Zum System selber, das ist eine gute Idee kommt aber nicht von moeller
sondern von der Fa. Brandt Kantentechnik in Lemgo, die das von der
Fa. Moeller in einer anderen Art hat produzieren lassen. 
Die Inbetriebnahme geht relativ schnell, das Handlink ist auch nicht
Schwer. Wenn man aber scharf nachrechnet ist das nicht preiswerter
als eine Konventionelle Lösung, mit normalen DI/DO.


----------



## MeisterLampe81 (20 Mai 2010)

Helmut_von_der_Reparatur schrieb:


> nach dem
> die Fa. Moeller sich entschieden hat, die frühere Qualität bei den Schalt-
> Geräten nicht produzieren zu wollen haben wir uns von den Lieferanten
> getrennt, in nachhinein war das eine kluge Entscheidung.



Hallo Helmut,
wir haben 98% der Schütze, PKZ`s und Meldegeräte von Moeller und sind nach wie vor von der Qualität überzeugt. Klar waren die Sachen früher besser (kennt jemand noch die guten alten braunen Pertinaxschütze aus den 60er?? Die laufen bei uns in manchen Anlagen immer noch.. ganz ohne Probleme und im totalen Dreck.. kein Scherz), aber andere Hersteller sind nach unseren Erfahrungen auch nicht viel besser geworden. Vor ca. 2 Jahren gabs beim großen S auch mal eine wirklich schlechte Serie von kleinen 24V Schützen. Die haben nicht mal einen Monat gehalten. Soviel zu Qualität... 




Helmut_von_der_Reparatur schrieb:


> Idee kommt aber nicht von moeller sondern von der Fa. Brandt Kantentechnik in Lemgo



Interessant.. danke für die Info..


gruß
MeisterLampe81


----------



## nico (20 Mai 2010)

Dem kann ich nur beipflichten. Ich setze nur Schaltgeräte von Moeller ein und habe bisher noch nie Probleme gehabt.


----------



## rostiger Nagel (20 Mai 2010)

wir waren ein treuer moeller kunde über jahrzente, aber was die mit der
neuen Schützserie geleistet haben war unter aller Sau.

Die Schütze klemmten, weil sie, wie bekannt da ja diesen Elektronik verbaut
haben um die Spulenleistung zu senken. Als wir vermehrt ausfälle hatten
wurde uns gesagt das es daran liegt das die Schütze zu offen sind und das
Staub eindringen kann. So jetzt kommt die Antwort von Möller die uns zwei
Mitarbeiter bei einen Besuch im unseren Haus verkündet haben.

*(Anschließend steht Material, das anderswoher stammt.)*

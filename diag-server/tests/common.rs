#![allow(dead_code)]

use std::net::SocketAddr;
use std::sync::{Arc, Once};
use std::time::{Duration, Instant};

use diag_server::{Server, ServerError};
use tokio::task::JoinHandle;
use tokio_util::sync::CancellationToken;

pub const LOCALHOST: &str = "127.0.0.1:0";

static TRACING_INIT: Once = Once::new();
pub fn setup_tracing() {
    TRACING_INIT.call_once(|| {
        tracing_subscriber::fmt()
            .with_writer(tracing_subscriber::fmt::TestWriter::new())
            .init()
    });
}

pub struct ServerHandle {
    pub server: Arc<Server>,
    pub addr: SocketAddr,
    pub token: CancellationToken,
    pub task: JoinHandle<Result<(), ServerError>>,
}

impl ServerHandle {
    /// Start `server` in the background and wait until it is listening.
    pub async fn start(server: Server) -> Self {
        setup_tracing();

        let server = Arc::new(server);
        let token = CancellationToken::new();
        let task = {
            let server = server.clone();
            let token = token.clone();
            tokio::spawn(async move { server.start(token).await })
        };

        let deadline = Instant::now() + Duration::from_secs(5);
        let addr = loop {
            if let Some(addr) = server.local_addr() {
                break addr;
            }
            assert!(Instant::now() < deadline, "server never started listening");
            tokio::time::sleep(Duration::from_millis(10)).await;
        };

        Self {
            server,
            addr,
            token,
            task,
        }
    }

    pub fn url(&self, path: &str) -> String {
        format!("http://{}{}", self.addr, path)
    }

    pub async fn get(&self, path: &str) -> reqwest::Response {
        reqwest::get(self.url(path))
            .await
            .expect("failed to send request")
    }

    pub async fn get_text(&self, path: &str) -> String {
        self.get(path)
            .await
            .text()
            .await
            .expect("failed to read response body")
    }

    /// Cancel the server's context and wait for `start` to return.
    pub async fn stop(self) -> Result<(), ServerError> {
        self.token.cancel();
        self.task.await.expect("server task panicked")
    }
}

pub async fn assert_or_retry<F>(check: F)
where
    F: Fn() -> bool,
{
    assert_or_retry_for_duration(check, Duration::from_secs(5)).await
}

pub async fn assert_or_retry_for_duration<F>(check: F, timeout: Duration)
where
    F: Fn() -> bool,
{
    let deadline = Instant::now() + timeout;
    while !check() && Instant::now() < deadline {
        tokio::time::sleep(Duration::from_millis(10)).await;
    }
    assert!(check())
}
//! All the mDNS record types, as well as how to parse each type.

use std::fmt;


mod a;
pub use self::a::A;

mod aaaa;
pub use self::aaaa::AAAA;

mod cname;
pub use self::cname::CNAME;

mod ptr;
pub use self::ptr::PTR;

mod srv;
pub use self::srv::SRV;

mod txt;
pub use self::txt::TXT;


/// The types of record that can be asked for and answered with over mDNS.
/// Codes this crate has no parser for are retained as opaque numbers.
#[derive(PartialEq, Eq, Debug, Copy, Clone)]
pub enum RecordType {

    /// An **A** record.
    A,

    /// A **CNAME** record.
    CNAME,

    /// A **PTR** record.
    PTR,

    /// A **TXT** record.
    TXT,

    /// An **AAAA** record.
    AAAA,

    /// A **SRV** record.
    SRV,

    /// The pseudo-type that asks a responder for records of every type.
    Any,

    /// A type code that does not map to any type this crate parses.
    Other(u16),
}

impl RecordType {

    /// Interprets the given type code from a packet.
    pub fn from_u16(uu: u16) -> Self {
        match uu {
            0x0001 => Self::A,
            0x0005 => Self::CNAME,
            0x000C => Self::PTR,
            0x0010 => Self::TXT,
            0x001C => Self::AAAA,
            0x0021 => Self::SRV,
            0x00FF => Self::Any,
                 _ => Self::Other(uu),
        }
    }

    /// Converts this type into the code that goes in a packet.
    pub fn to_u16(self) -> u16 {
        match self {
            Self::A          => 0x0001,
            Self::CNAME      => 0x0005,
            Self::PTR        => 0x000C,
            Self::TXT        => 0x0010,
            Self::AAAA       => 0x001C,
            Self::SRV        => 0x0021,
            Self::Any        => 0x00FF,
            Self::Other(uu)  => uu,
        }
    }
}

impl fmt::Display for RecordType {
    fn fmt(&self, f: &mut fmt::Formatter<'_>) -> fmt::Result {
        match self {
            Self::A          => write!(f, "A"),
            Self::CNAME      => write!(f, "CNAME"),
            Self::PTR        => write!(f, "PTR"),
            Self::TXT        => write!(f, "TXT"),
            Self::AAAA       => write!(f, "AAAA"),
            Self::SRV        => write!(f, "SRV"),
            Self::Any        => write!(f, "Any"),
            Self::Other(uu)  => write!(f, "[{:04x}]", uu),
        }
    }
}


/// A record that's been parsed from a byte buffer.
#[derive(PartialEq, Debug, Clone)]
pub enum Record {

    /// An **A** record.
    A(A),

    /// An **AAAA** record.
    AAAA(AAAA),

    /// A **CNAME** record.
    CNAME(CNAME),

    /// A **PTR** record.
    PTR(PTR),

    /// A **SRV** record.
    SRV(SRV),

    /// A **TXT** record.
    TXT(TXT),

    /// A record with a type this crate does not parse. The payload octets
    /// are kept verbatim.
    Other {

        /// The number that's meant to represent the record type.
        type_number: u16,

        /// The unparsed octets that were in this record.
        bytes: Vec<u8>,
    },
}

impl Record {

    /// The type of this record.
    pub fn rtype(&self) -> RecordType {
        match self {
            Self::A(_)                      => RecordType::A,
            Self::AAAA(_)                   => RecordType::AAAA,
            Self::CNAME(_)                  => RecordType::CNAME,
            Self::PTR(_)                    => RecordType::PTR,
            Self::SRV(_)                    => RecordType::SRV,
            Self::TXT(_)                    => RecordType::TXT,
            Self::Other { type_number, .. } => RecordType::from_u16(*type_number),
        }
    }
}

impl fmt::Display for Record {
    fn fmt(&self, f: &mut fmt::Formatter<'_>) -> fmt::Result {
        match self {
            Self::A(a)          => write!(f, "{}", a),
            Self::AAAA(aaaa)    => write!(f, "{}", aaaa),
            Self::CNAME(cname)  => write!(f, "{}", cname),
            Self::PTR(ptr)      => write!(f, "{}", ptr),
            Self::SRV(srv)      => write!(f, "{}", srv),
            Self::TXT(txt)      => write!(f, "{}", txt),
            Self::Other { type_number, bytes } => {
                write!(f, "{} record of {} octets", RecordType::from_u16(*type_number), bytes.len())
            }
        }
    }
}
//! An mDNS exchange is lopsided: one question packet goes out to the
//! multicast group, and any number of responders send response packets
//! back. The two packet shapes share a header format, but a question never
//! carries records, and a response never repeats the question.

use crate::record::{Record, RecordType};
use crate::subject::Subject;


/// A question that gets multicast to the group.
#[derive(PartialEq, Debug, Clone)]
pub struct Question {

    /// The transaction ID. mDNS responders do not echo this back reliably,
    /// so it is always zero on send and never used for matching.
    pub transaction_id: u16,

    /// The header flags. No flag is relevant to an mDNS question, so this
    /// is always zero on send.
    pub flags: u16,

    /// The name being asked about.
    pub subject: Subject,

    /// The type of record being requested.
    pub qtype: RecordType,

    /// Whether responders are asked to reply to this socket directly
    /// instead of to the whole group. On the wire this preference is the
    /// top bit of the question's class field (RFC 6762 §5.4).
    pub unicast_reply: bool,
}


/// A response received from the multicast group.
#[derive(PartialEq, Debug, Clone)]
pub struct Response {

    /// The transaction ID of the response. Usually zero, like the ones we
    /// send.
    pub transaction_id: u16,

    /// The raw header flags. These have already been validated during
    /// decoding; a packet with an unacceptable flag never becomes a
    /// `Response` at all.
    pub flags: u16,

    /// The records in the answer section.
    pub answers: Vec<Answer>,

    /// The records in the additional section. Responders use this for the
    /// SRV/TXT/address records that make their answers usable without
    /// further queries.
    pub additionals: Vec<Answer>,
}


/// A single resource record within a response.
#[derive(PartialEq, Debug, Clone)]
pub struct Answer {

    /// The name this record is about.
    pub subject: Subject,

    /// The record's class. Always the Internet class, 0x0001; anything
    /// else fails decoding.
    pub class: u16,

    /// The time-to-live duration, in seconds.
    pub ttl: u32,

    /// The record contained in this answer.
    pub record: Record,
}
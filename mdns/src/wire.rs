//! Encoding questions for, and parsing responses from, the mDNS wire.

pub(crate) use std::io::{Cursor, Read};
pub(crate) use byteorder::{BigEndian, ReadBytesExt, WriteBytesExt};

use std::fmt;
use std::io;

use log::*;

use crate::record::{Record, RecordType, A, AAAA, CNAME, PTR, SRV, TXT};
use crate::subject::{ReadSubject, Subject};
use crate::types::*;
use crate::DEFAULT_MAXIMUM_RECORDS;


/// The class of every mDNS record and question: the Internet class.
pub(crate) const CLASS_INTERNET: u16 = 0x0001;

/// Asking for a unicast reply sets the top bit of the question's class
/// field (RFC 6762 §5.4).
const QCLASS_UNICAST_REPLY: u16 = 0x8000;


impl Question {

    /// Builds a question asking for records of the given type under the
    /// given dotted-format name. Fails if the name is not encodable.
    pub fn new(subject: &str, qtype: RecordType) -> Result<Self, WireError> {
        let subject = Subject::encode(subject)?;
        Ok(Self { transaction_id: 0, flags: 0, subject, qtype, unicast_reply: false })
    }

    /// Converts this question to a vector of bytes.
    pub fn to_bytes(&self) -> io::Result<Vec<u8>> {
        let mut bytes = Vec::with_capacity(32);

        bytes.write_u16::<BigEndian>(self.transaction_id)?;
        bytes.write_u16::<BigEndian>(self.flags)?;

        bytes.write_u16::<BigEndian>(1)?;  // question count
        bytes.write_u16::<BigEndian>(0)?;  // answer count
        bytes.write_u16::<BigEndian>(0)?;  // authority RR count
        bytes.write_u16::<BigEndian>(0)?;  // additional RR count

        self.subject.write_to(&mut bytes)?;
        bytes.write_u16::<BigEndian>(self.qtype.to_u16())?;

        let mut qclass = CLASS_INTERNET;
        if self.unicast_reply {
            qclass |= QCLASS_UNICAST_REPLY;
        }
        bytes.write_u16::<BigEndian>(qclass)?;

        Ok(bytes)
    }
}


impl Response {

    /// Reads bytes off of the given slice, parsing them into a response,
    /// with the default cap on the declared record count.
    pub fn from_bytes(bytes: &[u8]) -> Result<Self, WireError> {
        Self::from_bytes_with_limit(bytes, DEFAULT_MAXIMUM_RECORDS)
    }

    /// Reads bytes off of the given slice, parsing them into a response.
    /// A packet whose sections declare more than `maximum_records` records
    /// in total is refused before any of them is parsed.
    pub fn from_bytes_with_limit(bytes: &[u8], maximum_records: u32) -> Result<Self, WireError> {
        info!("Parsing response");
        trace!("Bytes -> {:?}", bytes);
        let mut c = Cursor::new(bytes);

        let transaction_id = c.read_u16::<BigEndian>()?;
        trace!("Read txid -> {:?}", transaction_id);

        let flags = c.read_u16::<BigEndian>()?;
        trace!("Read flags -> {:#06x}", flags);
        validate_response_flags(flags)?;

        let query_count = c.read_u16::<BigEndian>()?;
        if query_count > 0 {
            // mDNS responses must not repeat the question (RFC 6762 §6)
            warn!("Response repeats {} questions", query_count);
            return Err(WireError::QuestionInResponse { count: query_count });
        }

        let answer_count     = c.read_u16::<BigEndian>()?;
        let authority_count  = c.read_u16::<BigEndian>()?;
        let additional_count = c.read_u16::<BigEndian>()?;

        let count = u32::from(answer_count) + u32::from(authority_count) + u32::from(additional_count);
        if count > maximum_records {
            warn!("Refusing to parse {} declared records (the cap is {})", count, maximum_records);
            return Err(WireError::TooManyRecords { count, limit: maximum_records });
        }

        let mut answers = Vec::new();
        debug!("Reading {}x answer from response", answer_count);
        for _ in 0 .. answer_count {
            answers.push(Answer::from_bytes(&mut c)?);
        }

        debug!("Reading and discarding {}x authority record", authority_count);
        for _ in 0 .. authority_count {
            let _ = Answer::from_bytes(&mut c)?;
        }

        let mut additionals = Vec::new();
        debug!("Reading {}x additional record from response", additional_count);
        for _ in 0 .. additional_count {
            additionals.push(Answer::from_bytes(&mut c)?);
        }

        Ok(Self { transaction_id, flags, answers, additionals })
    }
}


/// Checks the header flags of a packet claiming to be a response. The
/// masks, going down: QR must be set, the opcode must be the standard
/// query opcode, a truncated response is not something this client can
/// follow up on, the reserved bits must be clear, and the response code
/// must signal success.
fn validate_response_flags(flags: u16) -> Result<(), WireError> {
    if flags & 0x8000 != 0x8000 {
        return Err(WireError::NotAResponse);
    }

    if flags & 0x7800 != 0x0000 {
        return Err(WireError::OpcodeNotQuery { opcode: (flags & 0x7800) >> 11 });
    }

    if flags & 0x0200 != 0x0000 {
        return Err(WireError::TruncatedResponse);
    }

    if flags & 0x0070 != 0x0000 {
        return Err(WireError::ReservedBitsSet);
    }

    match ErrorCode::from_bits(flags & 0x000F) {
        None        => Ok(()),
        Some(code)  => Err(WireError::ErrorCode(code)),
    }
}
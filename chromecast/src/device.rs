//! What we know about a Chromecast, and how that knowledge changes.

use std::fmt;
use std::net::{Ipv4Addr, Ipv6Addr};


/// An opaque container for the sixteen-byte identifier a Chromecast keeps
/// across its lifetime, found in the `id` key of its TXT record.
#[derive(PartialEq, Eq, Hash, Debug, Copy, Clone)]
pub struct DeviceID([u8; 16]);

impl DeviceID {

    /// Parses the 32-hex-digit form the TXT record carries. Returns `None`
    /// unless the input is exactly 32 hex digits.
    pub fn from_hex(input: &str) -> Option<Self> {
        let digits = input.as_bytes();
        if digits.len() != 32 {
            return None;
        }

        let mut bytes = [0_u8; 16];
        for (index, pair) in digits.chunks(2).enumerate() {
            let high = char::from(pair[0]).to_digit(16)?;
            let low = char::from(pair[1]).to_digit(16)?;
            bytes[index] = u8::try_from(high * 16 + low).ok()?;
        }

        Some(Self(bytes))
    }
}

impl fmt::Display for DeviceID {
    fn fmt(&self, f: &mut fmt::Formatter<'_>) -> fmt::Result {
        for byte in &self.0 {
            write!(f, "{:02x}", byte)?;
        }

        Ok(())
    }
}


/// A Chromecast that has been discovered and seen recently.
#[derive(PartialEq, Debug, Clone)]
pub struct KnownDevice {

    /// The identifier the device keeps across its lifetime.
    pub id: DeviceID,

    /// The name the owner gave the device (the `fn` TXT key).
    pub friendly_name: String,

    /// The hostname its SRV record points at.
    pub hostname: String,

    /// The IPv4 address of that hostname, when the response carried one.
    pub ipv4: Option<Ipv4Addr>,

    /// The IPv6 address of that hostname, when the response carried one.
    pub ipv6: Option<Ipv6Addr>,

    /// The hardware model (the `md` TXT key).
    pub model: String,
}


/// Informs a consumer of the update stream that the Chromecast identified
/// by `id` has changed state in some way: coming, going, or updating.
#[derive(PartialEq, Debug, Copy, Clone)]
pub struct DiscoveryUpdate {

    /// Which device this update is about.
    pub id: DeviceID,

    /// True when the device was newly discovered or materially changed;
    /// false when it has expired.
    pub active: bool,
}
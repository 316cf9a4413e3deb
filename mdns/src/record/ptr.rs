use std::fmt;

use crate::subject::{ReadSubject, Subject};
use crate::wire::*;


/// A **PTR** record, which points from a service name to one instance of
/// that service. Service discovery is built on these: every responder
/// offering the service answers the service name's PTR query with its own
/// instance name.
///
/// # References
///
/// - [RFC 1035 §3.3.12](https://tools.ietf.org/html/rfc1035) — Domain Names,
///   Implementation and Specification (November 1987)
/// - [RFC 6763 §4.1](https://tools.ietf.org/html/rfc6763) — DNS-Based
///   Service Discovery (February 2013)
#[derive(PartialEq, Debug, Clone)]
pub struct PTR {

    /// The name being pointed at. Inside packets in the wild this is nearly
    /// always compressed, so it is read through the whole-packet cursor.
    pub name: Subject,
}

impl Wire for PTR {
    const NAME: &'static str = "PTR";
    const RR_TYPE: u16 = 0x000C;

    fn read(_stated_length: u16, c: &mut Cursor<&[u8]>) -> Result<Self, WireError> {
        let name = c.read_subject()?;
        Ok(Self { name })
    }
}

impl fmt::Display for PTR {
    fn fmt(&self, f: &mut fmt::Formatter<'_>) -> fmt::Result {
        write!(f, "{}", self.name)
    }
}


#[cfg(test)]
mod test {
    use super::*;
    use pretty_assertions::assert_eq;

    #[test]
    fn parses() {
        let buf = &[
            0x07, 0x6b, 0x69, 0x74, 0x63, 0x68, 0x65, 0x6e,  // "kitchen"
            0x05, 0x6c, 0x6f, 0x63, 0x61, 0x6c,  // "local"
            0x00,  // terminator
        ];

        assert_eq!(PTR::read(buf.len() as _, &mut Cursor::new(buf)).unwrap(),
                   PTR { name: Subject::encode("kitchen.local.").unwrap() });
    }

    #[test]
    fn empty() {
        assert_eq!(PTR::read(0, &mut Cursor::new(&[])),
                   Err(WireError::IO));
    }
}
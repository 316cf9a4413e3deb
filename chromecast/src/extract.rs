//! Pulling Chromecast devices out of decoded mDNS responses.
//!
//! A responder answers the service PTR query with its instance name, and
//! puts the records that make that answer usable — SRV for the hostname
//! and port, TXT for the metadata, A/AAAA for the addresses — in the
//! additional section. This module gathers those pieces back together.

use std::collections::HashMap;
use std::net::{Ipv4Addr, Ipv6Addr};

use log::*;

use mdns::record::{Record, SRV};
use mdns::{Response, Subject};

use crate::device::{DeviceID, KnownDevice};


/// Splits a TXT record's octets into the length-prefixed strings of
/// RFC 6763 §6, keeping the ones shaped like `key=value`.
fn txt_entries(message: &[u8]) -> Vec<(String, String)> {
    let mut entries = Vec::new();
    let mut position = 0;

    while position < message.len() {
        let length = usize::from(message[position]);
        position += 1;

        let end = (position + length).min(message.len());
        let text = String::from_utf8_lossy(&message[position .. end]);
        position = end;

        if let Some((key, value)) = text.split_once('=') {
            entries.push((key.to_owned(), value.to_owned()));
        }
    }

    entries
}


/// Builds a device for every instance of the given service that the
/// response describes fully enough. An instance needs a TXT record with a
/// parseable `id` to count at all; everything else may be missing.
pub(crate) fn devices_from_response(service: &Subject, response: &Response) -> Vec<KnownDevice> {
    let mut instances: Vec<&Subject> = Vec::new();
    let mut txts: HashMap<&Subject, &[u8]> = HashMap::new();
    let mut srvs: HashMap<&Subject, &SRV> = HashMap::new();
    let mut v4s: HashMap<&Subject, Ipv4Addr> = HashMap::new();
    let mut v6s: HashMap<&Subject, Ipv6Addr> = HashMap::new();

    for answer in response.answers.iter().chain(&response.additionals) {
        match &answer.record {
            Record::PTR(ptr) if answer.subject == *service => {
                instances.push(&ptr.name);
            }
            Record::TXT(txt) => {
                txts.insert(&answer.subject, &txt.message);
            }
            Record::SRV(srv) => {
                srvs.insert(&answer.subject, srv);
            }
            Record::A(a) => {
                v4s.insert(&answer.subject, a.address);
            }
            Record::AAAA(aaaa) => {
                v6s.insert(&answer.subject, aaaa.address);
            }
            _ => {}
        }
    }

    let mut devices = Vec::new();
    for instance in instances {
        let entries = match txts.get(instance) {
            Some(message)  => txt_entries(message),
            None           => {
                debug!("Instance {} has no TXT record in this response", instance);
                continue;
            }
        };

        let mut id = None;
        let mut friendly_name = String::new();
        let mut model = String::new();

        for (key, value) in entries {
            match key.as_str() {
                "id"  => id = DeviceID::from_hex(&value),
                "fn"  => friendly_name = value,
                "md"  => model = value,
                _     => {}
            }
        }

        let id = match id {
            Some(id)  => id,
            None      => {
                debug!("Instance {} carries no usable id, skipping", instance);
                continue;
            }
        };

        let srv = srvs.get(instance);
        let hostname = srv.map(|srv| srv.target.to_string()).unwrap_or_default();
        let ipv4 = srv.and_then(|srv| v4s.get(&srv.target).copied());
        let ipv6 = srv.and_then(|srv| v6s.get(&srv.target).copied());

        trace!("Response describes device {}", id);
        devices.push(KnownDevice { id, friendly_name, hostname, ipv4, ipv6, model });
    }

    devices
}


#[cfg(test)]
mod test {
    use super::*;
    use pretty_assertions::assert_eq;

    use mdns::record::{A, AAAA, PTR, TXT};
    use mdns::Answer;

    fn answer(subject: &str, record: Record) -> Answer {
        Answer {
            subject: Subject::encode(subject).unwrap(),
            class: 0x0001,
            ttl: 120,
            record,
        }
    }

    fn txt_record(strings: &[&str]) -> Record {
        let mut message = Vec::new();
        for string in strings {
            message.push(u8::try_from(string.len()).unwrap());
            message.extend_from_slice(string.as_bytes());
        }
        Record::TXT(TXT { message })
    }

    fn chromecast_response() -> Response {
        Response {
            transaction_id: 0,
            flags: 0x8400,
            answers: vec![
                answer("_googlecast._tcp.local.", Record::PTR(PTR {
                    name: Subject::encode("Kitchen._googlecast._tcp.local.").unwrap(),
                })),
            ],
            additionals: vec![
                answer("Kitchen._googlecast._tcp.local.", Record::SRV(SRV {
                    priority: 0,
                    weight: 0,
                    port: 8009,
                    target: Subject::encode("kitchen.local.").unwrap(),
                })),
                answer("Kitchen._googlecast._tcp.local.", txt_record(&[
                    "id=cafebabecafebabecafebabecafebabe",
                    "fn=Kitchen",
                    "md=Chromecast",
                ])),
                answer("kitchen.local.", Record::A(A {
                    address: Ipv4Addr::new(192, 168, 1, 48),
                })),
                answer("kitchen.local.", Record::AAAA(AAAA {
                    address: Ipv6Addr::new(0xfe80, 0, 0, 0, 0, 0, 0, 0x1234),
                })),
            ],
        }
    }

    #[test]
    fn assembles_a_device() {
        let service = Subject::encode("_googlecast._tcp.local.").unwrap();
        let devices = devices_from_response(&service, &chromecast_response());

        assert_eq!(devices, vec![
            KnownDevice {
                id: DeviceID::from_hex("cafebabecafebabecafebabecafebabe").unwrap(),
                friendly_name: String::from("Kitchen"),
                hostname: String::from("kitchen.local."),
                ipv4: Some(Ipv4Addr::new(192, 168, 1, 48)),
                ipv6: Some(Ipv6Addr::new(0xfe80, 0, 0, 0, 0, 0, 0, 0x1234)),
                model: String::from("Chromecast"),
            },
        ]);
    }

    #[test]
    fn instance_without_an_id_is_skipped() {
        let service = Subject::encode("_googlecast._tcp.local.").unwrap();

        let mut response = chromecast_response();
        response.additionals[1] = answer("Kitchen._googlecast._tcp.local.", txt_record(&[
            "fn=Kitchen",
        ]));

        assert_eq!(devices_from_response(&service, &response), vec![]);
    }

    #[test]
    fn instance_without_a_txt_record_is_skipped() {
        let service = Subject::encode("_googlecast._tcp.local.").unwrap();

        let mut response = chromecast_response();
        response.additionals.remove(1);

        assert_eq!(devices_from_response(&service, &response), vec![]);
    }

    #[test]
    fn missing_addresses_are_simply_absent() {
        let service = Subject::encode("_googlecast._tcp.local.").unwrap();

        let mut response = chromecast_response();
        response.additionals.truncate(3);  // drop the AAAA record

        let devices = devices_from_response(&service, &response);
        assert_eq!(devices[0].ipv4, Some(Ipv4Addr::new(192, 168, 1, 48)));
        assert_eq!(devices[0].ipv6, None);
    }

    #[test]
    fn other_services_are_ignored() {
        let service = Subject::encode("_googlecast._tcp.local.").unwrap();

        let response = Response {
            transaction_id: 0,
            flags: 0x8400,
            answers: vec![
                answer("_printer._tcp.local.", Record::PTR(PTR {
                    name: Subject::encode("Basement._printer._tcp.local.").unwrap(),
                })),
            ],
            additionals: vec![],
        };

        assert_eq!(devices_from_response(&service, &response), vec![]);
    }

    #[test]
    fn txt_entries_split_on_the_first_equals() {
        let entries = txt_entries(b"\x04a=b1\x07key=a=b\x03abc");
        assert_eq!(entries, vec![
            (String::from("a"), String::from("b1")),
            (String::from("key"), String::from("a=b")),
        ]);
    }

    #[test]
    fn txt_entries_survive_a_lying_length() {
        // the last string claims 9 octets but the record ends after 3
        let entries = txt_entries(b"\x04a=b1\x09key=a");
        assert_eq!(entries, vec![
            (String::from("a"), String::from("b1")),
            (String::from("key"), String::from("a")),
        ]);
    }
}
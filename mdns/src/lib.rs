#![warn(deprecated_in_future)]
#![warn(future_incompatible)]
#![warn(missing_copy_implementations)]
#![warn(missing_docs)]
#![warn(nonstandard_style)]
#![warn(rust_2018_compatibility)]
#![warn(rust_2018_idioms)]
#![warn(single_use_lifetimes)]
#![warn(trivial_casts, trivial_numeric_casts)]
#![warn(unused)]

#![warn(clippy::all, clippy::pedantic)]
#![allow(clippy::doc_markdown)]
#![allow(clippy::len_without_is_empty)]
#![allow(clippy::missing_errors_doc)]
#![allow(clippy::module_name_repetitions)]
#![allow(clippy::must_use_candidate)]
#![allow(clippy::redundant_else)]
#![allow(clippy::upper_case_acronyms)]
#![allow(clippy::wildcard_imports)]

#![deny(clippy::cast_possible_truncation)]
#![deny(clippy::cast_lossless)]
#![deny(clippy::cast_possible_wrap)]
#![deny(clippy::cast_sign_loss)]
#![deny(unsafe_code)]


//! The mdns crate is the wire-protocol part of castwatch. It implements the
//! multicast DNS protocol: creating question packets, and decoding response
//! packets from their byte structure.


mod types;
pub use self::types::*;

mod subject;
pub use self::subject::Subject;

mod wire;
pub use self::wire::{Wire, WireError, ErrorCode};

pub mod record;
pub use self::record::RecordType;


/// The largest datagram an mDNS responder may send (RFC 6762 §17), and so
/// the size of the receive buffer a session needs.
pub const MAXIMUM_PACKET_SIZE: usize = 9000;

/// How many records a single response may declare, in total across its
/// sections, before this crate refuses to parse it. A guard against
/// malformed count fields requesting enormous allocations.
pub const DEFAULT_MAXIMUM_RECORDS: u32 = 1000;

> *Wir haben das Problemm erkannt, die Schütze sind Staubempfindlich,
> die ursache dafür das die Schütze klemmen ist der Staub befall vom
> Verpackungskarton, als gegenmaßnahme werden diese Kartons jetzt
> von innen Lackiert.
> *


später wurden noch zusätzlich kleine Plastickplätchen auf die öffnungen ge-
klebt, bis dann irgendwann mal die Werkzeuge für die Gehäuse erneuert 
wurden.

Die nächste macke war, das die öffnerkontakte nicht sauber schalteten.
Das Problemm bei der Sache ist ja das mann die öffnerkontakte in Reihe
zurück auf das Not-Aus Relais führt um die Schütze auf das kleben (bei
möller muß mann ja schon eher klemmen sagen) überwachen muß.
Da haben die doch glatt, als wenn es das erste mal ist das sie ein Schütz
bauen die Kontakte glatt gemacht, früher waren Sie rau warum muß ich
ja nicht erklären. 

Ich kenn einige Maschinenbauer die ähnliche problemme hatten, ein großer
Liefereant von uns hat sogar extra sein Labor damit beschäftigt wie Staub
anfällig die Schütze sind und was mann dagegen machen kann. Als beispiel
wurde ein spezieller Filter für die Schaltschrankbelüftung angeschafft, 
damit nicht mehr soviel Staub in den schrank eindringen kann.
Hauptsache der kunde lässt den Schrank zu und wechselt den Filter nicht
bei laufenden Lüfter.

Als wir mal wieder zu einen Kunden mußten, weil permanent unzählige 
Schütze ausfielen, haben wir den Schrank komplett durch Siemens Schütze
ersetzt ca. 250 stck. Wir beschwerten uns bei unseren Moeller Vertrieb das
es so nicht weiter gehen kann, der Vertreter wurde frech das war dann
sein letzter besuch bei uns und das letzte schütz was er uns verkauft hat.


----------



## Chräshe (26 Januar 2011)

*Erfahrung mit SmartWire?*

Hallo allerseits,

  mal zurück zu den Fragen von MeisterLampe. Gibt es neue Erkenntnisse zum Thema SmartWire?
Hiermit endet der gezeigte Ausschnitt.